[Stored data]
---
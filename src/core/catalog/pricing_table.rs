//! Program pricing table and discount rules

use super::{read_file, CatalogError};
use crate::core::models::{DiscountRuleSet, PricingRecord};
use serde::{Deserialize, Serialize};
use std::collections::HashSet;
use std::path::Path;
use std::sync::LazyLock;

/// Compiled-in pricing table
const PRICING_DATA: &str = include_str!("../../assets/pricing.toml");

static BUILTIN: LazyLock<PricingTable> = LazyLock::new(|| {
    PricingTable::from_toml(PRICING_DATA).expect("Failed to parse compiled-in pricing table")
});

/// Every offered program plus the discount rules that apply to them
#[derive(Debug, Clone, PartialEq, Serialize, Deserialize)]
pub struct PricingTable {
    /// Discount rules
    pub discounts: DiscountRuleSet,

    /// Programs in display order
    programs: Vec<PricingRecord>,
}

impl PricingTable {
    /// The table compiled into the binary
    #[must_use]
    pub fn builtin() -> &'static Self {
        &BUILTIN
    }

    /// Build a table from parts, validating it
    ///
    /// # Errors
    /// Returns [`CatalogError::Invalid`] if the data breaks an invariant
    pub fn new(discounts: DiscountRuleSet, programs: Vec<PricingRecord>) -> Result<Self, CatalogError> {
        let table = Self { discounts, programs };
        table.validate()?;
        Ok(table)
    }

    /// Parse and validate a pricing table from TOML
    ///
    /// # Errors
    /// Returns an error if the TOML does not match the schema or the data is invalid
    pub fn from_toml(toml_str: &str) -> Result<Self, CatalogError> {
        let table: Self = toml::from_str(toml_str)?;
        table.validate()?;
        Ok(table)
    }

    /// Load a pricing table from a TOML file
    ///
    /// # Errors
    /// Returns an error if the file cannot be read or is invalid
    pub fn from_file(path: &Path) -> Result<Self, CatalogError> {
        Self::from_toml(&read_file(path)?)
    }

    fn validate(&self) -> Result<(), CatalogError> {
        let rules = &self.discounts;
        for (label, pct) in [
            ("workforce_partner", rules.workforce_partner),
            ("hoboken_resident", rules.hoboken_resident),
            ("alumni", rules.alumni),
        ] {
            if !(0.0..=1.0).contains(&pct) {
                return Err(CatalogError::Invalid(format!(
                    "discount '{label}' must be between 0 and 1, got {pct}"
                )));
            }
        }
        let cap = rules.employer_reimbursement.max_annual;
        if !cap.is_finite() || cap < 0.0 {
            return Err(CatalogError::Invalid(format!(
                "employer reimbursement cap must be a non-negative amount, got {cap}"
            )));
        }
        if rules.certificate_prefix.is_empty() {
            return Err(CatalogError::Invalid(
                "certificate prefix must not be empty".to_string(),
            ));
        }

        let mut seen = HashSet::new();
        for program in &self.programs {
            if !seen.insert(program.code.as_str()) {
                return Err(CatalogError::Invalid(format!(
                    "duplicate program code '{}'",
                    program.code
                )));
            }
            if program.duration_years.is_nan() || program.duration_years <= 0.0 {
                return Err(CatalogError::Invalid(format!(
                    "program '{}' must have a positive duration",
                    program.code
                )));
            }
            let base = program.base_price();
            if !base.is_finite() || base < 0.0 {
                return Err(CatalogError::Invalid(format!(
                    "program '{}' has an invalid base price {base}",
                    program.code
                )));
            }
        }
        Ok(())
    }

    /// Look up a program by code
    #[must_use]
    pub fn program(&self, code: &str) -> Option<&PricingRecord> {
        self.programs.iter().find(|p| p.code == code)
    }

    /// All programs in display order
    #[must_use]
    pub fn programs(&self) -> &[PricingRecord] {
        &self.programs
    }

    /// Whether a program code names a certificate
    #[must_use]
    pub fn is_certificate(&self, code: &str) -> bool {
        self.discounts.is_certificate(code)
    }
}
---
→ **PROBLEM REQUIREMENTS**
Nothing in the records above may differ in your copy; retype them in full.

→ **OUTPUT FOR THIS TASK**
filename src/core/catalog/pricing_table.rs
//! Program pricing table and discount rules

use super::{read_file, CatalogError};
use crate::core::models::{DiscountRuleSet, PricingRecord};
use serde::{Deserialize, Serialize};
use std::collections::HashSet;
use std::path::Path;
use std::sync::LazyLock;

/// Compiled-in pricing table
const PRICING_DATA: &str = include_str!("../../assets/pricing.toml");

static BUILTIN: LazyLock<PricingTable> = LazyLock::new(|| {
    PricingTable::from_toml(PRICING_DATA).expect("Failed to parse compiled-in pricing table")
});

/// Every offered program plus the discount rules that apply to them
#[derive(Debug, Clone, PartialEq, Serialize, Deserialize)]
pub struct PricingTable {
    /// Discount rules
    pub discounts: DiscountRuleSet,

    /// Programs in display order
    programs: Vec<PricingRecord>,
}

impl PricingTable {
    /// The table compiled into the binary
    #[must_use]
    pub fn builtin() -> &'static Self {
        &BUILTIN
    }

    /// Build a table from parts, validating it
    ///
    /// # Errors
    /// Returns [`CatalogError::Invalid`] if the data breaks an invariant
    pub fn new(discounts: DiscountRuleSet, programs: Vec<PricingRecord>) -> Result<Self, CatalogError> {
        let table = Self { discounts, programs };
        table.validate()?;
        Ok(table)
    }

    /// Parse and validate a pricing table from TOML
    ///
    /// # Errors
    /// Returns an error if the TOML does not match the schema or the data is invalid
    pub fn from_toml(toml_str: &str) -> Result<Self, CatalogError> {
        let table: Self = toml::from_str(toml_str)?;
        table.validate()?;
        Ok(table)
    }

    /// Load a pricing table from a TOML file
    ///
    /// # Errors
    /// Returns an error if the file cannot be read or is invalid
    pub fn from_file(path: &Path) -> Result<Self, CatalogError> {
        Self::from_toml(&read_file(path)?)
    }

    fn validate(&self) -> Result<(), CatalogError> {
        let rules = &self.discounts;
        for (label, pct) in [
            ("workforce_partner", rules.workforce_partner),
            ("hoboken_resident", rules.hoboken_resident),
            ("alumni", rules.alumni),
        ] {
            if !(0.0..=1.0).contains(&pct) {
                return Err(CatalogError::Invalid(format!(
                    "discount '{label}' must be between 0 and 1, got {pct}"
                )));
            }
        }
        let cap = rules.employer_reimbursement.max_annual;
        if !cap.is_finite() || cap < 0.0 {
            return Err(CatalogError::Invalid(format!(
                "employer reimbursement cap must be a non-negative amount, got {cap}"
            )));
        }
        if rules.certificate_prefix.is_empty() {
            return Err(CatalogError::Invalid(
                "certificate prefix must not be empty".to_string(),
            ));
        }

        let mut seen = HashSet::new();
        for program in &self.programs {
            if !seen.insert(program.code.as_str()) {
                return Err(CatalogError::Invalid(format!(
                    "duplicate program code '{}'",
                    program.code
                )));
            }
            if program.duration_years.is_nan() || program.duration_years <= 0.0 {
                return Err(CatalogError::Invalid(format!(
                    "program '{}' must have a positive duration",
                    program.code
                )));
            }
            let base = program.base_price();
            if !base.is_finite() || base < 0.0 {
                return Err(CatalogError::Invalid(format!(
                    "program '{}' has an invalid base price {base}",
                    program.code
                )));
            }
        }
        Ok(())
    }

    /// Look up a program by code
    #[must_use]
    pub fn program(&self, code: &str) -> Option<&PricingRecord> {
        self.programs.iter().find(|p| p.code == code)
    }

    /// All programs in display order
    #[must_use]
    pub fn programs(&self) -> &[PricingRecord] {
        &self.programs
    }

    /// Whether a program code names a certificate
    #[must_use]
    pub fn is_certificate(&self, code: &str) -> bool {
        self.discounts.is_certificate(code)
    }
}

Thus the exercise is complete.